:: AIM OF THE EXERCISE ::
Reproduce the entries exactly as they appear below.

________________________________________

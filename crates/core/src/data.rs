//! 请求参数多值映射
//!
//! `RequestData` 保存从请求体和 URL 查询串中取出的参数。同一个键可能对应
//! 多个值：构造时先追加请求体的值，再追加查询串的值，因此所有只读取第一个值的
//! 方法（`get`、`get_int`、`get_bool`、`get_strings_split`）都以请求体为准。
//! 需要全部值时使用 `values` 或直接访问底层映射。

use std::fmt;

use indexmap::IndexMap;
use percent_encoding::{utf8_percent_encode, AsciiSet, NON_ALPHANUMERIC};
use serde::{Deserialize, Serialize};

use crate::error::AccessError;
use crate::validator::Validator;

/// 多值参数映射（键 -> 有序值列表）
#[derive(Debug, Clone, Default, PartialEq, Eq, Serialize, Deserialize)]
#[serde(transparent)]
pub struct RequestData {
    values: IndexMap<String, Vec<String>>,
}

impl RequestData {
    pub fn new() -> Self {
        Self::default()
    }

    // ------------------------------------------------------------------------
    // 映射操作
    // ------------------------------------------------------------------------

    /// 在键的值列表末尾追加一个值，不会替换已有值
    pub fn add(&mut self, key: impl Into<String>, value: impl Into<String>) {
        self.values
            .entry(key.into())
            .or_default()
            .push(value.into());
    }

    /// 用单个值替换键的全部值
    pub fn set(&mut self, key: impl Into<String>, value: impl Into<String>) {
        self.values.insert(key.into(), vec![value.into()]);
    }

    /// 删除键及其全部值，键不存在时不做任何事
    pub fn del(&mut self, key: &str) {
        self.values.shift_remove(key);
    }

    /// 键是否存在
    ///
    /// 只要记录过该键就算存在，即使值为空字符串或值列表为空。
    pub fn key_exists(&self, key: &str) -> bool {
        self.values.contains_key(key)
    }

    /// 键对应的全部值，键不存在时为空切片
    pub fn values(&self, key: &str) -> &[String] {
        self.values.get(key).map(Vec::as_slice).unwrap_or(&[])
    }

    /// 编码为 url-encoded 字符串（`bar=baz&foo=quux`），按键排序
    ///
    /// 多值键的每个值各输出一对，保持存储顺序。除字母数字和 `-_.~` 外全部转义，
    /// 空格编码为 `+`。相同内容的映射总是得到相同结果，可用作缓存键或签名输入。
    pub fn encode(&self) -> String {
        let mut entries: Vec<_> = self.values.iter().collect();
        entries.sort_by(|a, b| a.0.cmp(b.0));

        let mut pairs = Vec::new();
        for (key, values) in entries {
            let key = escape_query_component(key);
            for value in values {
                pairs.push(format!("{}={}", key, escape_query_component(value)));
            }
        }
        pairs.join("&")
    }

    pub fn len(&self) -> usize {
        self.values.len()
    }

    pub fn is_empty(&self) -> bool {
        self.values.is_empty()
    }

    pub fn keys(&self) -> impl Iterator<Item = &str> {
        self.values.keys().map(String::as_str)
    }

    pub fn iter(&self) -> indexmap::map::Iter<'_, String, Vec<String>> {
        self.values.iter()
    }

    pub fn as_map(&self) -> &IndexMap<String, Vec<String>> {
        &self.values
    }

    pub fn as_map_mut(&mut self) -> &mut IndexMap<String, Vec<String>> {
        &mut self.values
    }

    pub fn into_inner(self) -> IndexMap<String, Vec<String>> {
        self.values
    }

    // ------------------------------------------------------------------------
    // 类型化访问（只读取第一个值）
    // ------------------------------------------------------------------------

    fn first(&self, key: &str) -> Option<&str> {
        self.values
            .get(key)
            .and_then(|values| values.first())
            .map(String::as_str)
    }

    /// 第一个值；键不存在或值列表为空时返回空字符串
    pub fn get(&self, key: &str) -> &str {
        self.first(key).unwrap_or("")
    }

    /// 第一个值按十进制整数解析，缺失时返回 `NotFound`
    pub fn lookup_int(&self, key: &str) -> Result<i64, AccessError> {
        let value = self.first(key).ok_or_else(|| AccessError::NotFound {
            key: key.to_string(),
        })?;
        value.parse::<i64>().map_err(|_| AccessError::NotAnInteger {
            key: key.to_string(),
            value: value.to_string(),
        })
    }

    /// 第一个值按十进制整数解析，缺失时返回 0
    ///
    /// 值存在但不是整数时返回 `AccessError::NotAnInteger`。
    pub fn get_int(&self, key: &str) -> Result<i64, AccessError> {
        match self.lookup_int(key) {
            Err(AccessError::NotFound { .. }) => Ok(0),
            other => other,
        }
    }

    /// 第一个值按布尔字面量解析，缺失时返回 `NotFound`
    pub fn lookup_bool(&self, key: &str) -> Result<bool, AccessError> {
        let value = self.first(key).ok_or_else(|| AccessError::NotFound {
            key: key.to_string(),
        })?;
        parse_bool(value).ok_or_else(|| AccessError::NotABool {
            key: key.to_string(),
            value: value.to_string(),
        })
    }

    /// 第一个值按布尔字面量解析，缺失时返回 false
    ///
    /// 接受 `1 t T TRUE true True` 与 `0 f F FALSE false False`，
    /// 其他值返回 `AccessError::NotABool`。
    pub fn get_bool(&self, key: &str) -> Result<bool, AccessError> {
        match self.lookup_bool(key) {
            Err(AccessError::NotFound { .. }) => Ok(false),
            other => other,
        }
    }

    /// 按分隔符切分第一个值
    ///
    /// 键不存在或值列表为空时返回 `None`（区别于 `Some(vec![""])`）。
    /// 连续或首尾的分隔符会产生空字符串片段；分隔符为空时按字符切分。
    pub fn get_strings_split(&self, key: &str, delim: &str) -> Option<Vec<String>> {
        let value = self.first(key)?;
        if delim.is_empty() {
            return Some(value.chars().map(String::from).collect());
        }
        Some(value.split(delim).map(str::to_string).collect())
    }

    /// 创建绑定到当前数据的校验器
    ///
    /// 校验器借用而不复制数据；借用期间数据不可修改，所以需要在所有修改完成后再校验。
    pub fn validator(&self) -> Validator<'_> {
        Validator::new(self)
    }
}

/// 查询参数中保持原样的字符之外的全部 ASCII 字符
const QUERY_COMPONENT: &AsciiSet = &NON_ALPHANUMERIC
    .remove(b'-')
    .remove(b'_')
    .remove(b'.')
    .remove(b'~');

fn escape_query_component(component: &str) -> String {
    component
        .split(' ')
        .map(|part| utf8_percent_encode(part, QUERY_COMPONENT).to_string())
        .collect::<Vec<_>>()
        .join("+")
}

pub(crate) fn parse_bool(value: &str) -> Option<bool> {
    match value {
        "1" | "t" | "T" | "TRUE" | "true" | "True" => Some(true),
        "0" | "f" | "F" | "FALSE" | "false" | "False" => Some(false),
        _ => None,
    }
}

impl fmt::Display for RequestData {
    fn fmt(&self, f: &mut fmt::Formatter<'_>) -> fmt::Result {
        f.write_str(&self.encode())
    }
}

impl From<IndexMap<String, Vec<String>>> for RequestData {
    fn from(values: IndexMap<String, Vec<String>>) -> Self {
        Self { values }
    }
}

impl<K, V> FromIterator<(K, V)> for RequestData
where
    K: Into<String>,
    V: Into<String>,
{
    fn from_iter<I: IntoIterator<Item = (K, V)>>(iter: I) -> Self {
        let mut data = Self::new();
        data.extend(iter);
        data
    }
}

impl<K, V> Extend<(K, V)> for RequestData
where
    K: Into<String>,
    V: Into<String>,
{
    fn extend<I: IntoIterator<Item = (K, V)>>(&mut self, iter: I) {
        for (key, value) in iter {
            self.add(key, value);
        }
    }
}

impl IntoIterator for RequestData {
    type Item = (String, Vec<String>);
    type IntoIter = indexmap::map::IntoIter<String, Vec<String>>;

    fn into_iter(self) -> Self::IntoIter {
        self.values.into_iter()
    }
}

impl<'a> IntoIterator for &'a RequestData {
    type Item = (&'a String, &'a Vec<String>);
    type IntoIter = indexmap::map::Iter<'a, String, Vec<String>>;

    fn into_iter(self) -> Self::IntoIter {
        self.values.iter()
    }
}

________________________________________

:: ANSWER BELOW ::
filename crates/core/src/data.rs
//! 请求参数多值映射
//!
//! `RequestData` 保存从请求体和 URL 查询串中取出的参数。同一个键可能对应
//! 多个值：构造时先追加请求体的值，再追加查询串的值，因此所有只读取第一个值的
//! 方法（`get`、`get_int`、`get_bool`、`get_strings_split`）都以请求体为准。
//! 需要全部值时使用 `values` 或直接访问底层映射。

use std::fmt;

use indexmap::IndexMap;
use percent_encoding::{utf8_percent_encode, AsciiSet, NON_ALPHANUMERIC};
use serde::{Deserialize, Serialize};

use crate::error::AccessError;
use crate::validator::Validator;

/// 多值参数映射（键 -> 有序值列表）
#[derive(Debug, Clone, Default, PartialEq, Eq, Serialize, Deserialize)]
#[serde(transparent)]
pub struct RequestData {
    values: IndexMap<String, Vec<String>>,
}

impl RequestData {
    pub fn new() -> Self {
        Self::default()
    }

    // ------------------------------------------------------------------------
    // 映射操作
    // ------------------------------------------------------------------------

    /// 在键的值列表末尾追加一个值，不会替换已有值
    pub fn add(&mut self, key: impl Into<String>, value: impl Into<String>) {
        self.values
            .entry(key.into())
            .or_default()
            .push(value.into());
    }

    /// 用单个值替换键的全部值
    pub fn set(&mut self, key: impl Into<String>, value: impl Into<String>) {
        self.values.insert(key.into(), vec![value.into()]);
    }

    /// 删除键及其全部值，键不存在时不做任何事
    pub fn del(&mut self, key: &str) {
        self.values.shift_remove(key);
    }

    /// 键是否存在
    ///
    /// 只要记录过该键就算存在，即使值为空字符串或值列表为空。
    pub fn key_exists(&self, key: &str) -> bool {
        self.values.contains_key(key)
    }

    /// 键对应的全部值，键不存在时为空切片
    pub fn values(&self, key: &str) -> &[String] {
        self.values.get(key).map(Vec::as_slice).unwrap_or(&[])
    }

    /// 编码为 url-encoded 字符串（`bar=baz&foo=quux`），按键排序
    ///
    /// 多值键的每个值各输出一对，保持存储顺序。除字母数字和 `-_.~` 外全部转义，
    /// 空格编码为 `+`。相同内容的映射总是得到相同结果，可用作缓存键或签名输入。
    pub fn encode(&self) -> String {
        let mut entries: Vec<_> = self.values.iter().collect();
        entries.sort_by(|a, b| a.0.cmp(b.0));

        let mut pairs = Vec::new();
        for (key, values) in entries {
            let key = escape_query_component(key);
            for value in values {
                pairs.push(format!("{}={}", key, escape_query_component(value)));
            }
        }
        pairs.join("&")
    }

    pub fn len(&self) -> usize {
        self.values.len()
    }

    pub fn is_empty(&self) -> bool {
        self.values.is_empty()
    }

    pub fn keys(&self) -> impl Iterator<Item = &str> {
        self.values.keys().map(String::as_str)
    }

    pub fn iter(&self) -> indexmap::map::Iter<'_, String, Vec<String>> {
        self.values.iter()
    }

    pub fn as_map(&self) -> &IndexMap<String, Vec<String>> {
        &self.values
    }

    pub fn as_map_mut(&mut self) -> &mut IndexMap<String, Vec<String>> {
        &mut self.values
    }

    pub fn into_inner(self) -> IndexMap<String, Vec<String>> {
        self.values
    }

    // ------------------------------------------------------------------------
    // 类型化访问（只读取第一个值）
    // ------------------------------------------------------------------------

    fn first(&self, key: &str) -> Option<&str> {
        self.values
            .get(key)
            .and_then(|values| values.first())
            .map(String::as_str)
    }

    /// 第一个值；键不存在或值列表为空时返回空字符串
    pub fn get(&self, key: &str) -> &str {
        self.first(key).unwrap_or("")
    }

    /// 第一个值按十进制整数解析，缺失时返回 `NotFound`
    pub fn lookup_int(&self, key: &str) -> Result<i64, AccessError> {
        let value = self.first(key).ok_or_else(|| AccessError::NotFound {
            key: key.to_string(),
        })?;
        value.parse::<i64>().map_err(|_| AccessError::NotAnInteger {
            key: key.to_string(),
            value: value.to_string(),
        })
    }

    /// 第一个值按十进制整数解析，缺失时返回 0
    ///
    /// 值存在但不是整数时返回 `AccessError::NotAnInteger`。
    pub fn get_int(&self, key: &str) -> Result<i64, AccessError> {
        match self.lookup_int(key) {
            Err(AccessError::NotFound { .. }) => Ok(0),
            other => other,
        }
    }

    /// 第一个值按布尔字面量解析，缺失时返回 `NotFound`
    pub fn lookup_bool(&self, key: &str) -> Result<bool, AccessError> {
        let value = self.first(key).ok_or_else(|| AccessError::NotFound {
            key: key.to_string(),
        })?;
        parse_bool(value).ok_or_else(|| AccessError::NotABool {
            key: key.to_string(),
            value: value.to_string(),
        })
    }

    /// 第一个值按布尔字面量解析，缺失时返回 false
    ///
    /// 接受 `1 t T TRUE true True` 与 `0 f F FALSE false False`，
    /// 其他值返回 `AccessError::NotABool`。
    pub fn get_bool(&self, key: &str) -> Result<bool, AccessError> {
        match self.lookup_bool(key) {
            Err(AccessError::NotFound { .. }) => Ok(false),
            other => other,
        }
    }

    /// 按分隔符切分第一个值
    ///
    /// 键不存在或值列表为空时返回 `None`（区别于 `Some(vec![""])`）。
    /// 连续或首尾的分隔符会产生空字符串片段；分隔符为空时按字符切分。
    pub fn get_strings_split(&self, key: &str, delim: &str) -> Option<Vec<String>> {
        let value = self.first(key)?;
        if delim.is_empty() {
            return Some(value.chars().map(String::from).collect());
        }
        Some(value.split(delim).map(str::to_string).collect())
    }

    /// 创建绑定到当前数据的校验器
    ///
    /// 校验器借用而不复制数据；借用期间数据不可修改，所以需要在所有修改完成后再校验。
    pub fn validator(&self) -> Validator<'_> {
        Validator::new(self)
    }
}

/// 查询参数中保持原样的字符之外的全部 ASCII 字符
const QUERY_COMPONENT: &AsciiSet = &NON_ALPHANUMERIC
    .remove(b'-')
    .remove(b'_')
    .remove(b'.')
    .remove(b'~');

fn escape_query_component(component: &str) -> String {
    component
        .split(' ')
        .map(|part| utf8_percent_encode(part, QUERY_COMPONENT).to_string())
        .collect::<Vec<_>>()
        .join("+")
}

pub(crate) fn parse_bool(value: &str) -> Option<bool> {
    match value {
        "1" | "t" | "T" | "TRUE" | "true" | "True" => Some(true),
        "0" | "f" | "F" | "FALSE" | "false" | "False" => Some(false),
        _ => None,
    }
}

impl fmt::Display for RequestData {
    fn fmt(&self, f: &mut fmt::Formatter<'_>) -> fmt::Result {
        f.write_str(&self.encode())
    }
}

impl From<IndexMap<String, Vec<String>>> for RequestData {
    fn from(values: IndexMap<String, Vec<String>>) -> Self {
        Self { values }
    }
}

impl<K, V> FromIterator<(K, V)> for RequestData
where
    K: Into<String>,
    V: Into<String>,
{
    fn from_iter<I: IntoIterator<Item = (K, V)>>(iter: I) -> Self {
        let mut data = Self::new();
        data.extend(iter);
        data
    }
}

impl<K, V> Extend<(K, V)> for RequestData
where
    K: Into<String>,
    V: Into<String>,
{
    fn extend<I: IntoIterator<Item = (K, V)>>(&mut self, iter: I) {
        for (key, value) in iter {
            self.add(key, value);
        }
    }
}

impl IntoIterator for RequestData {
    type Item = (String, Vec<String>);
    type IntoIter = indexmap::map::IntoIter<String, Vec<String>>;

    fn into_iter(self) -> Self::IntoIter {
        self.values.into_iter()
    }
}

impl<'a> IntoIterator for &'a RequestData {
    type Item = (&'a String, &'a Vec<String>);
    type IntoIter = indexmap::map::Iter<'a, String, Vec<String>>;

    fn into_iter(self) -> Self::IntoIter {
        self.values.iter()
    }
}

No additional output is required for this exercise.